Ruth Anne, anney, annie, how ever her last name is suppose to be spelled due to her aunts lack of education is a young girl who within her self is going through many conflicts.

 

How can one not being asked to be born in to such a family be looked at as trash. Ruth is a girl that has been dealing with acceptance her whole entire life. From out the womb she was labeled, a big red mark of being born without knowing her father, in what we today call a bastard child. She was born into a trash of a family as what they would call it back then. A family with little to no money.

 

Ruth and her stepfather. What a conflict there. A conflict that has only gotten worse. This man, this old boy, is one of Ruths greatest conflicts. For someone who claims he loves her so, he beats and molests her. She doesn’t feel safe around in his presence, but why should she. For someone who is suppose to be a protector a father figure she never had, he’s a monster she could have never dreamed of.

 

Ruth seems to be at a conflict with herself, not knowing who she really is, not knowing what she really wants, shes fighting with trying to understand her existence. Through out this novel you find Ruth asking herself questions, but not getting any answers. Such as recently asking herself does she hate her pastors wife. Out of hate or jealously she just  couldn’t figure it out. More earlier in the story Ruth actually becomes friends with “the worlds most ugliest child”, what is she, or was she trying to get out it. A feeling of loving another less fortunate than her????
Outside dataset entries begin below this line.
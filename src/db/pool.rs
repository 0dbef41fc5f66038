//! Database connection pool abstraction
//!
//! A single interface over SQLite and MySQL. The backend is picked from
//! configuration; repositories dispatch on [`DatabasePool::driver`].

use anyhow::{Context, Result};
use async_trait::async_trait;
use sqlx::{
    mysql::{MySqlPool, MySqlPoolOptions},
    sqlite::{SqlitePool, SqlitePoolOptions},
};
use std::sync::Arc;

use crate::config::{DatabaseConfig, DatabaseDriver};

/// Database pool trait that abstracts over different database backends.
#[async_trait]
pub trait DatabasePool: Send + Sync {
    /// Execute a raw SQL statement that doesn't return rows
    async fn execute(&self, query: &str) -> Result<u64>;

    /// Check if the database connection is healthy
    async fn ping(&self) -> Result<()>;

    /// Close the connection pool
    async fn close(&self);

    /// Get the database driver type
    fn driver(&self) -> DatabaseDriver;

    /// Get the underlying SQLite pool if this is a SQLite connection
    fn as_sqlite(&self) -> Option<&SqlitePool>;

    /// Get the underlying MySQL pool if this is a MySQL connection
    fn as_mysql(&self) -> Option<&MySqlPool>;
}

/// SQLite connection pool implementation
pub struct SqliteDatabase {
    pool: SqlitePool,
}

impl SqliteDatabase {
    /// Create a new SQLite connection pool
    pub async fn new(url: &str) -> Result<Self> {
        let in_memory = is_memory_url(url);

        if !in_memory {
            let path = url.strip_prefix("sqlite:").unwrap_or(url);
            let path = path.split('?').next().unwrap_or(path);

            if let Some(parent) = std::path::Path::new(path).parent() {
                if !parent.as_os_str().is_empty() {
                    std::fs::create_dir_all(parent).with_context(|| {
                        format!("Failed to create database directory: {:?}", parent)
                    })?;
                }
            }
        }

        let connection_url = if in_memory {
            "sqlite::memory:".to_string()
        } else if url.starts_with("sqlite:") {
            if url.contains('?') {
                url.to_string()
            } else {
                format!("{}?mode=rwc", url)
            }
        } else {
            format!("sqlite:{}?mode=rwc", url)
        };

        // Every connection to `:memory:` opens its own database, so an
        // in-memory pool must stay at one connection.
        let max_connections = if in_memory { 1 } else { 20 };

        let pool = SqlitePoolOptions::new()
            .max_connections(max_connections)
            .connect(&connection_url)
            .await
            .with_context(|| format!("Failed to connect to SQLite database: {}", url))?;

        sqlx::query("PRAGMA foreign_keys = ON")
            .execute(&pool)
            .await
            .context("Failed to enable foreign keys")?;

        Ok(Self { pool })
    }

    /// Get a reference to the underlying pool
    pub fn pool(&self) -> &SqlitePool {
        &self.pool
    }
}

fn is_memory_url(url: &str) -> bool {
    url == ":memory:" || url.starts_with("sqlite::memory:")
}

#[async_trait]
impl DatabasePool for SqliteDatabase {
    async fn execute(&self, query: &str) -> Result<u64> {
        let result = sqlx::query(query)
            .execute(&self.pool)
            .await
            .with_context(|| format!("Failed to execute query: {}", query))?;
        Ok(result.rows_affected())
    }

    async fn ping(&self) -> Result<()> {
        sqlx::query("SELECT 1")
            .fetch_one(&self.pool)
            .await
            .context("Database ping failed")?;
        Ok(())
    }

    async fn close(&self) {
        self.pool.close().await;
    }

    fn driver(&self) -> DatabaseDriver {
        DatabaseDriver::Sqlite
    }

    fn as_sqlite(&self) -> Option<&SqlitePool> {
        Some(&self.pool)
    }

    fn as_mysql(&self) -> Option<&MySqlPool> {
        None
    }
}

/// MySQL connection pool implementation
pub struct MysqlDatabase {
    pool: MySqlPool,
}

impl MysqlDatabase {
    /// Create a new MySQL connection pool
    pub async fn new(url: &str) -> Result<Self> {
        let connection_url = if url.starts_with("mysql://") {
            url.to_string()
        } else {
            format!("mysql://{}", url)
        };

        let pool = MySqlPoolOptions::new()
            .max_connections(30)
            .connect(&connection_url)
            .await
            .with_context(|| format!("Failed to connect to MySQL database: {}", url))?;

        Ok(Self { pool })
    }

    pub fn pool(&self) -> &MySqlPool {
        &self.pool
    }
}

#[async_trait]
impl DatabasePool for MysqlDatabase {
    async fn execute(&self, query: &str) -> Result<u64> {
        let result = sqlx::query(query)
            .execute(&self.pool)
            .await
            .with_context(|| format!("Failed to execute query: {}", query))?;
        Ok(result.rows_affected())
    }

    async fn ping(&self) -> Result<()> {
        sqlx::query("SELECT 1")
            .fetch_one(&self.pool)
            .await
            .context("Database ping failed")?;
        Ok(())
    }

    async fn close(&self) {
        self.pool.close().await;
    }

    fn driver(&self) -> DatabaseDriver {
        DatabaseDriver::Mysql
    }

    fn as_sqlite(&self) -> Option<&SqlitePool> {
        None
    }

    fn as_mysql(&self) -> Option<&MySqlPool> {
        Some(&self.pool)
    }
}

/// Type alias for a shared database pool
pub type DynDatabasePool = Arc<dyn DatabasePool>;

/// Create a database connection pool based on configuration.
pub async fn create_pool(config: &DatabaseConfig) -> Result<DynDatabasePool> {
    match config.driver {
        DatabaseDriver::Sqlite => {
            let db = SqliteDatabase::new(&config.url).await?;
            Ok(Arc::new(db))
        }
        DatabaseDriver::Mysql => {
            let db = MysqlDatabase::new(&config.url).await?;
            Ok(Arc::new(db))
        }
    }
}

/// Create a SQLite in-memory database pool for testing
pub async fn create_test_pool() -> Result<DynDatabasePool> {
    let config = DatabaseConfig {
        driver: DatabaseDriver::Sqlite,
        url: ":memory:".to_string(),
    };
    create_pool(&config).await
}

/// Borrow the SQLite pool, failing instead of panicking on a driver mismatch
pub(crate) fn sqlite(pool: &DynDatabasePool) -> Result<&SqlitePool> {
    pool.as_sqlite()
        .ok_or_else(|| anyhow::anyhow!("SQLite pool requested from a {:?} connection", pool.driver()))
}

/// Borrow the MySQL pool, failing instead of panicking on a driver mismatch
pub(crate) fn mysql(pool: &DynDatabasePool) -> Result<&MySqlPool> {
    pool.as_mysql()
        .ok_or_else(|| anyhow::anyhow!("MySQL pool requested from a {:?} connection", pool.driver()))
}

#[cfg(test)]
mod tests {
    use super::*;

    #[tokio::test]
    async fn test_sqlite_pool_creation() {
        let pool = create_test_pool().await.expect("Failed to create pool");
        assert_eq!(pool.driver(), DatabaseDriver::Sqlite);
        assert!(pool.as_sqlite().is_some());
        assert!(pool.as_mysql().is_none());
        assert!(sqlite(&pool).is_ok());
        assert!(mysql(&pool).is_err());
    }

    #[tokio::test]
    async fn test_sqlite_pool_ping() {
        let pool = create_test_pool().await.expect("Failed to create pool");
        pool.ping().await.expect("Ping should succeed");
    }

    #[tokio::test]
    async fn test_memory_pool_shares_one_database() {
        let pool = create_test_pool().await.expect("Failed to create pool");

        pool.execute("CREATE TABLE probe (id INTEGER PRIMARY KEY, name TEXT)")
            .await
            .expect("Failed to create table");
        let affected = pool
            .execute("INSERT INTO probe (name) VALUES ('a')")
            .await
            .expect("Failed to insert");
        assert_eq!(affected, 1);

        // A second statement must see the table created by the first one
        let affected = pool
            .execute("INSERT INTO probe (name) VALUES ('b')")
            .await
            .expect("Failed to insert");
        assert_eq!(affected, 1);
    }

    #[tokio::test]
    async fn test_sqlite_nested_directory_creation() {
        let temp_dir = tempfile::tempdir().expect("Failed to create temp dir");
        let db_path = temp_dir.path().join("nested").join("dir").join("test.db");

        let config = DatabaseConfig {
            driver: DatabaseDriver::Sqlite,
            url: db_path.to_string_lossy().to_string(),
        };

        let pool = create_pool(&config).await.expect("Failed to create pool");
        pool.ping().await.expect("Ping should succeed");
        assert!(db_path.exists());
    }

    #[tokio::test]
    #[ignore = "Requires MySQL server"]
    async fn test_mysql_pool_ping() {
        let url = std::env::var("MYSQL_TEST_URL")
            .unwrap_or_else(|_| "mysql://root@localhost/test".to_string());

        let config = DatabaseConfig {
            driver: DatabaseDriver::Mysql,
            url,
        };

        let pool = create_pool(&config).await.expect("Failed to create pool");
        assert_eq!(pool.driver(), DatabaseDriver::Mysql);
        pool.ping().await.expect("Ping should succeed");
    }
}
Ruth also fighting to find something she needs, love is what it seems to be. She goes to church to feel this feeling of being loved and accepted, she likes when she go in front of everyone and feel a rush, a rush that she hasn’t experienced before. A rush of love is what I like to call it. But this rush of being loved and being accepted… could it possibly signify a man vs. society conflict rather than man vs. man?

free write 2

Closed my eyes and pictured myself laying in a wide grassy field, just me. I could feel the grass tickling my bare feet as it swayed to the beat of the wind. The blue sky with the sun in the far distance was beautiful and peaceful, the vibrant heat warming my face as I smiled. I looked over to my right and saw a path that looked to be walked but few people. I traveled this unknown path. As I walked I stumbled across a field of big tall beautiful trees filled with blue jays, red robins, humming birds, and others that seem to sing a song I loved but never heard. I came across to an opening to a meadow hill. As I peeked around I saw a big old spaghetti tree, one of my favorites. The shade looked cool as I needed to rest from taking such a walk. I felt as if the branches of the tree where staring at me, wanting to tell me something but what. A big breeze of wind came by, the leave and branches of the tree seemed to be lifting me up and pushing me to go further. I didn’t want to leave this peaceful tree, what if there is nothing else out there better than this. The tree kept pushing me as if it knew it was okay for me to go on. Continuing my journey I stumbled across a path of jagged rocks, this can’t be what the tree had in mind, I kept going hoping for a relief. A door here in the openness of nature? Not possible. But you can always expect what things you never thought of. As I opened it a big ray of a white flash blinded my eyes, as if I being brought in a place that I thought of as Heaven. I closed the door behind me, only to be surrounded by more. Im pondering, anxious to figure out what could these doors offer me. My curiosity got the best of me. I opened the one that seemed to be calling my fingers.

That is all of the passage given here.